Distintos contextos, lenguas y banderas. Pero una misma lógica: el poder entendido como demolición. La política guiada no por el deseo de vivir mejor, sino por el goce de destruir al otro.
Tánatos no construye hospitales ni escuelas. No propone políticas de salud, educación o ciencia. No diseña futuros. Lo suyo es dinamitar, incendiar, arrasar con lo que “ya no sirve” –según ellos– sin mostrar nunca con claridad qué vendrá después. Destruyen lo que existe con una furia justificada por el desencanto de muchos, pero no siembran nada en su lugar. Es como si dijeran: “Derrumbemos la casa, ya veremos luego si necesitamos un techo”.

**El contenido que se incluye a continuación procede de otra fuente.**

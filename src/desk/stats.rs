use super::Category;

/// A named counter of the desk.
#[derive(Copy, Clone, Debug, PartialEq, Eq, Hash)]
pub enum Counter {
    /// Requests of a category that are queued for, or going through, intake.
    RequestQueue(Category),
    /// Service tasks of a category that have not finished their work. Deployments count as rides.
    ServiceQueue(Category),
    /// Requests of a category accepted over the whole day.
    Requests(Category),
    /// Ride requests turned into network deployments.
    Escalations,
}

/// Counters updated by actors as they enter and leave queues, read once the run is over.
#[derive(Debug, Clone, Default, PartialEq, Eq)]
pub struct Statistics {
    request_queue: [usize; Category::COUNT],
    service_queue: [usize; Category::COUNT],
    requests: [usize; Category::COUNT],
    escalations: usize,
}

impl Statistics {
    pub fn new() -> Self {
        Self::default()
    }

    fn slot_mut(&mut self, counter: Counter) -> &mut usize {
        match counter {
            Counter::RequestQueue(category) => &mut self.request_queue[category.index()],
            Counter::ServiceQueue(category) => &mut self.service_queue[category.index()],
            Counter::Requests(category) => &mut self.requests[category.index()],
            Counter::Escalations => &mut self.escalations,
        }
    }

    pub fn get(&self, counter: Counter) -> usize {
        match counter {
            Counter::RequestQueue(category) => self.request_queue[category.index()],
            Counter::ServiceQueue(category) => self.service_queue[category.index()],
            Counter::Requests(category) => self.requests[category.index()],
            Counter::Escalations => self.escalations,
        }
    }

    pub fn increment(&mut self, counter: Counter) {
        *self.slot_mut(counter) += 1;
    }

    /// Counters never go below zero; an unmatched decrement is logged and ignored.
    pub fn decrement(&mut self, counter: Counter) {
        let value = self.slot_mut(counter);
        match value.checked_sub(1) {
            Some(decremented) => *value = decremented,
            None => log::warn!("ignoring decrement of {:?} below zero", counter),
        }
    }
}

#[cfg(test)]
mod tests {
    use super::*;

    #[test]
    fn counters_are_independent_per_category() {
        let mut stats = Statistics::new();
        stats.increment(Counter::Requests(Category::Ride));
        stats.increment(Counter::Requests(Category::Ride));
        stats.increment(Counter::ServiceQueue(Category::Diagnostics));
        stats.increment(Counter::Escalations);

        assert_eq!(2, stats.get(Counter::Requests(Category::Ride)));
        assert_eq!(0, stats.get(Counter::Requests(Category::Diagnostics)));
        assert_eq!(1, stats.get(Counter::ServiceQueue(Category::Diagnostics)));
        assert_eq!(0, stats.get(Counter::RequestQueue(Category::Diagnostics)));
        assert_eq!(1, stats.get(Counter::Escalations));
    }

    #[test]
    fn decrement_stops_at_zero() {
        let mut stats = Statistics::new();
        stats.increment(Counter::RequestQueue(Category::SoftwareInstall));
        stats.decrement(Counter::RequestQueue(Category::SoftwareInstall));
        stats.decrement(Counter::RequestQueue(Category::SoftwareInstall));
        assert_eq!(0, stats.get(Counter::RequestQueue(Category::SoftwareInstall)));
    }
}
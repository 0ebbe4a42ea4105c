use super::Desk;
use crate::engine::{EventQueue, OkEvent};
use crate::sampling::Minutes;

/// End of the workday. Service tasks granted a worker from now on leave their work undone, and generators stop.
#[derive(Debug)]
pub struct ShiftClose;

impl OkEvent<Desk, Minutes> for ShiftClose {
    fn execute(&mut self, desk: &mut Desk, event_queue: &mut EventQueue<Desk, Minutes>) {
        desk.open = false;
        log::debug!("desk closed at {}", event_queue.current_time());
    }
}

/// Point in the shift after which no diagnostics requests are taken and no ride request escalates.
#[derive(Debug)]
pub struct IntakeCutoff;

impl OkEvent<Desk, Minutes> for IntakeCutoff {
    fn execute(&mut self, desk: &mut Desk, event_queue: &mut EventQueue<Desk, Minutes>) {
        desk.cutoff_passed = true;
        log::debug!("intake cutoff passed at {}", event_queue.current_time());
    }
}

Esta política de cementerios convertido en programa de gobierno revela más una compulsión que una visión. Es la política dirigida no por el amor a la vida sino por el resentimiento, el odio, la revancha. No es casual que sus narrativas estén cargadas de enemigos, traidores, parásitos, enemigos internos y amenazas externas. Es Tánatos arrebatando la escena.
Como bien ha planteado el filósofo camerunés Achille Mbembe, esta forma de ejercer el poder no sólo destruye, sino que organiza políticamente la muerte. En su concepto de necropolítica, el poder contemporáneo se define cada vez más por su capacidad de decidir quién puede vivir y quién debe ser dejado morir. Gobiernos tanáticos no administran la vida en común, sino que producen abandono, exclusión, despojo y violencia sistemática. En ese marco, la vida de ciertos grupos –los empobrecidos, los racializados, los migrantes, los disidentes– se vuelve prescindible. Es el reverso brutal de toda promesa democrática.
Frente a esto, el gran desafío de las fuerzas democráticas no es sólo resistir, sino reconectar con Eros. Volver a proponer un horizonte de sentido, de esperanza. Defender no sólo instituciones, sino la idea misma de comunidad, de proyecto compartido. Porque si los demagogos destructores ganan terreno, es porque Eros se ha quedado mudo. Porque la promesa de progreso, justicia y bienestar ha perdido brillo o credibilidad.
No basta con oponerse al desmantelamiento. Hay que volver a ilusionar. Volver a imaginar. Volver a construir.
Tánatos ya está en el poder en demasiados lugares. No lo venceremos con miedo, ni con nostalgia, sino con algo mucho más potente: la voluntad colectiva de amarnos y vivir mejor, juntos.